Der "Wissenschaft" wird oft vorgeworfen, sie verberge hinter ihrer Objektivität, ihren Vereinfachungen und hinter ihrem Anspruch auf Universalität eine Haltung, die jegliche Sensibilität verachtet, sie verberge ihre Ambition zu dominieren und zu herrschen 1. Man vergisst leicht, dass sich am Anfang die wissenschaftliche Methode auf einen sehr begrenzten Bereich beschränkte, der nur ein Teil der gesamten Realität war, sie kümmerte sich um Sachen , das heißt um "leblose" Gegenstände. Sie erlaubte es, dank Messungen und Berechnungen, über die primäre und elementare Beschaffenheit von Materie und über die verschiedensten Formen von Kraft und Bewegung Aussagen zu machen. Sie ist nur dann objektiv und universell, solange sie von den unterschiedlichsten Sichtweisen der Menschen auf ihre Welt abstrahiert und dies auch nur, solange die Materie, aus der die Welt beschaffen ist, überall die Gleiche ist. Und so untersucht die exakte Wissenschaft (Mathematik, Mechanik, Physik, Chemie) so genannt "tote" Sachen. Die Naturwissenschaft allerdings beschäftigt sich mit lebendigen Geschöpfen als wären sie Sachen, sie nimmt Inventar auf und klassifiziert ihre verschiedenen Formen und Bestandteile (Botanik, Zoologie, Anatomie, Biologie, Biochemie, etc.).

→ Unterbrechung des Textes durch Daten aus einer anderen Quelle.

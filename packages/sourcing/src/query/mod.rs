//! Query enhancement: free text in, [`ParsedQuery`] out.
//!
//! Pure dictionary matching with one-to-many skill expansion. No network
//! calls; deterministic given the dictionaries. An empty extraction still
//! yields a usable `ParsedQuery` with confidence 0 and the literal query
//! preserved for display.

mod dictionaries;

pub(crate) use dictionaries::{AI_ML_TERMS, BACKEND_TERMS, STOPWORDS};

use crate::types::query::{ParsedQuery, Seniority};
use dictionaries::{LOCATION_ALIASES, ROLE_TYPES, SENIORITY_MARKERS, SKILL_CLUSTERS};

/// Parse a free-text query into its structured interpretation.
pub fn enhance_query(query: &str, location_hint: Option<&str>) -> ParsedQuery {
    let padded = pad_terms(query);

    let mut skills = Vec::new();
    let mut expanded = Vec::new();
    for (term, cluster) in SKILL_CLUSTERS {
        if contains_phrase(&padded, term) {
            push_unique(&mut skills, term);
            for member in *cluster {
                if !skills.iter().any(|s| s == member) {
                    push_unique(&mut expanded, member);
                }
            }
        }
    }
    // Drop expansions that were also matched verbatim.
    expanded.retain(|e| !skills.contains(e));

    let mut locations = Vec::new();
    let mut normalized = Vec::new();
    for (alias, canonical) in LOCATION_ALIASES {
        if contains_phrase(&padded, alias) {
            push_unique(&mut locations, alias);
            push_unique(&mut normalized, canonical);
        }
    }
    if let Some(hint) = location_hint {
        let hint = hint.trim().to_lowercase();
        if !hint.is_empty() && !locations.contains(&hint) {
            let canonical = LOCATION_ALIASES
                .iter()
                .find(|(alias, _)| *alias == hint)
                .map(|(_, c)| (*c).to_string())
                .unwrap_or_else(|| hint.clone());
            locations.push(hint);
            push_unique(&mut normalized, &canonical);
        }
    }

    let mut role_types = Vec::new();
    for (phrase, canonical) in ROLE_TYPES {
        if contains_phrase(&padded, phrase) {
            push_unique(&mut role_types, canonical);
        }
    }

    let seniority = SENIORITY_MARKERS
        .iter()
        .find(|(marker, _)| contains_phrase(&padded, marker))
        .map(|(_, level)| *level);

    let confidence = confidence_for(&skills, &locations, &role_types);
    let interpretation = interpret(query, &skills, &role_types, &normalized, seniority);

    ParsedQuery {
        original: query.to_string(),
        skills,
        expanded_skills: expanded,
        locations,
        normalized_locations: normalized,
        role_types,
        seniority,
        interpretation,
        confidence,
    }
}

/// Significant query terms for cache fingerprinting: lowercased tokens
/// minus stopwords and one-character fragments.
pub fn significant_terms(query: &str) -> Vec<String> {
    let padded = pad_terms(query);
    let mut terms: Vec<String> = padded
        .split_whitespace()
        .filter(|t| t.len() > 1 && !STOPWORDS.contains(t))
        .map(String::from)
        .collect();
    terms.sort();
    terms.dedup();
    terms
}

/// Lowercase the query and flatten punctuation to spaces, keeping `+` and
/// `#` so "c++" and "c#" survive, then pad for whole-phrase matching.
fn pad_terms(query: &str) -> String {
    let cleaned: String = query
        .to_lowercase()
        .chars()
        .map(|c| {
            if c.is_alphanumeric() || c == '+' || c == '#' || c == '.' || c == '/' || c == '-' {
                c
            } else {
                ' '
            }
        })
        .collect();
    format!(" {} ", cleaned.split_whitespace().collect::<Vec<_>>().join(" "))
}

fn contains_phrase(padded: &str, phrase: &str) -> bool {
    padded.contains(&format!(" {phrase} "))
}

fn push_unique(list: &mut Vec<String>, value: &str) {
    if !list.iter().any(|v| v == value) {
        list.push(value.to_string());
    }
}

/// Weighted sum of extraction hits, capped at 100: skills are worth the
/// most, then roles, then locations, with a bonus when several categories
/// agree the query is well-formed.
fn confidence_for(skills: &[String], locations: &[String], roles: &[String]) -> u8 {
    let mut confidence: u32 = 0;
    confidence += match skills.len() {
        0 => 0,
        1 => 25,
        _ => 40,
    };
    if !locations.is_empty() {
        confidence += 20;
    }
    if !roles.is_empty() {
        confidence += 25;
    }
    let categories = [!skills.is_empty(), !locations.is_empty(), !roles.is_empty()]
        .iter()
        .filter(|b| **b)
        .count();
    if categories >= 2 {
        confidence += 15;
    }
    confidence.min(100) as u8
}

fn interpret(
    original: &str,
    skills: &[String],
    roles: &[String],
    locations: &[String],
    seniority: Option<Seniority>,
) -> String {
    if skills.is_empty() && roles.is_empty() && locations.is_empty() {
        return original.to_string();
    }

    let mut parts = Vec::new();
    if let Some(level) = seniority {
        parts.push(format!("{level:?}").to_lowercase());
    }
    if !skills.is_empty() {
        parts.push(skills.join(", "));
    }
    parts.push(
        roles
            .first()
            .map(String::as_str)
            .unwrap_or("candidates")
            .to_string(),
    );
    if let Some(location) = locations.first() {
        parts.push(format!("in {location}"));
    }
    parts.join(" ")
}

#[cfg(test)]
mod tests {
    use super::*;

    #[test]
    fn test_skill_extraction_and_expansion() {
        let parsed = enhance_query("senior React developer in SF", None);
        assert!(parsed.skills.contains(&"react".to_string()));
        assert!(parsed.expanded_skills.contains(&"javascript".to_string()));
        assert_eq!(parsed.seniority, Some(Seniority::Senior));
        assert_eq!(parsed.normalized_locations, vec!["san francisco"]);
        assert!(parsed.role_types.contains(&"engineer".to_string()));
    }

    #[test]
    fn test_expansion_excludes_verbatim_matches() {
        let parsed = enhance_query("react and javascript developer", None);
        assert!(parsed.skills.contains(&"javascript".to_string()));
        assert!(!parsed.expanded_skills.contains(&"javascript".to_string()));
    }

    #[test]
    fn test_empty_extraction_preserves_query() {
        let parsed = enhance_query("somebody nice please", None);
        assert_eq!(parsed.confidence, 0);
        assert!(parsed.skills.is_empty());
        assert_eq!(parsed.interpretation, "somebody nice please");
    }

    #[test]
    fn test_location_hint_merged() {
        let parsed = enhance_query("rust engineer", Some("Berlin"));
        assert_eq!(parsed.normalized_locations, vec!["berlin"]);
    }

    #[test]
    fn test_confidence_is_capped_and_deterministic() {
        let a = enhance_query("senior machine learning engineer in london", None);
        let b = enhance_query("senior machine learning engineer in london", None);
        assert_eq!(a.confidence, b.confidence);
        assert!(a.confidence <= 100);
        assert!(a.confidence >= 60);
    }

    #[test]
    fn test_special_character_skills() {
        let parsed = enhance_query("c++ and c# developer", None);
        assert!(parsed.skills.contains(&"c++".to_string()));
        assert!(parsed.skills.contains(&"c#".to_string()));
    }

    #[test]
    fn test_significant_terms_sorted_and_deduped() {
        let terms = significant_terms("the React react developer for hire");
        assert_eq!(terms, vec!["developer", "hire", "react"]);
    }
}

Man tendiert dazu, unter einem generellen Oberbegriff "Wissenschaft" die wissenschaftlichen Erkenntnisse und Methoden , die in der Tat nützlich sind, um gewisse Aspekte der Realität kennen zu lernen, gleichzusetzen mit der sozialen Institution der Wissenschaft , das heißt mit der "Wissenschaftsgemeinschaft" und ihrem Gefolge von Laboratorien, Schulen, Instituten, Universitäten usw. Die Wissenschaftler halten diese Konfusion seit dem 19. Jahrhundert bewusst aufrecht, um sich selbst jeglicher Verantwortung zu entziehen, was den sozialen Gebrauch ihrer Erfindungen und Erkenntnisse und deren Anwendung betrifft.

Neutral?

Ihnen zufolge bedeutet "Wissenschaft" die neutrale und objektive Erkenntnis, unabhängig von menschlichen Interessen und Passionen. Daraus folgt, dass sie auf keinen Fall dafür verantwortlich gemacht werden können, was die Menschen aus ihrer "Wissenschaft" machen. Dies ist spätestens dann scheinheilig, wenn man einerseits alles Positive, was die wissenschaftliche Erkenntnis gebracht hat, der "Wissenschaft" gutschreibt, andererseits unterschiedslos alles Negative im Umgang mit ihr dem "Menschen" anlastet. Man sieht hier, dass sich die "Wissenschaftler" nicht nur für etwas anderes halten als für ganz normale Menschen, einen Teil der Gesellschaft wie jeder andere auch. Sie geben nicht einmal zu, dass sie als Ganzes eine soziale Körperschaft bilden, eine zwar sehr anerkannte und bewunderte, die aber für alles, was sie hervorbringt, auch Verantwortung tragen sollte. Diese Herren leben ganz einfach auf einem anderen Planeten und dies erklärt vielleicht, wie sie dazu beitragen konnten, den unseren in seinen jetzigen Zustand zu versetzen… 2

Verantwortung

Es scheint einleuchtend, dass niemand danach trachten würde, die Gleichungen der Nuklearphysik für die Bombardierungen von Hiroshima und Nagasaki zur Verantwortung zu ziehen; wissenschaftliche Erkenntnisse sind ja keine handelnden Personen oder unabhängige Mächte, die man für etwas verantwortlich machen könnte. Trotzdem scheint es genauso evident, dass "die Wissenschaft" als Institution sehr wohl dafür verantwortlich ist, was die Menschen aus ihr machen. Denn es waren ebenfalls Wissenschaftler, welche die Atombomben entwickelten und schließlich zusammenbauten, um sie Militär und Politik zur Verfügung zu stellen. Und genauso stehen hinter jeder Anwendung der Wissenschaft Forscher, Ingenieure und Experten, die innerhalb der wissenschaftlichen Institutionen ausgebildet wurden und die ihre Kompetenz und Autorität aus dieser "Wissenschaftsgemeinschaft", in Form von Patenten, Diplomen und Ehrenurkunden, mit der diese ihre Mitglieder auszuzeichnen pflegt, beziehen.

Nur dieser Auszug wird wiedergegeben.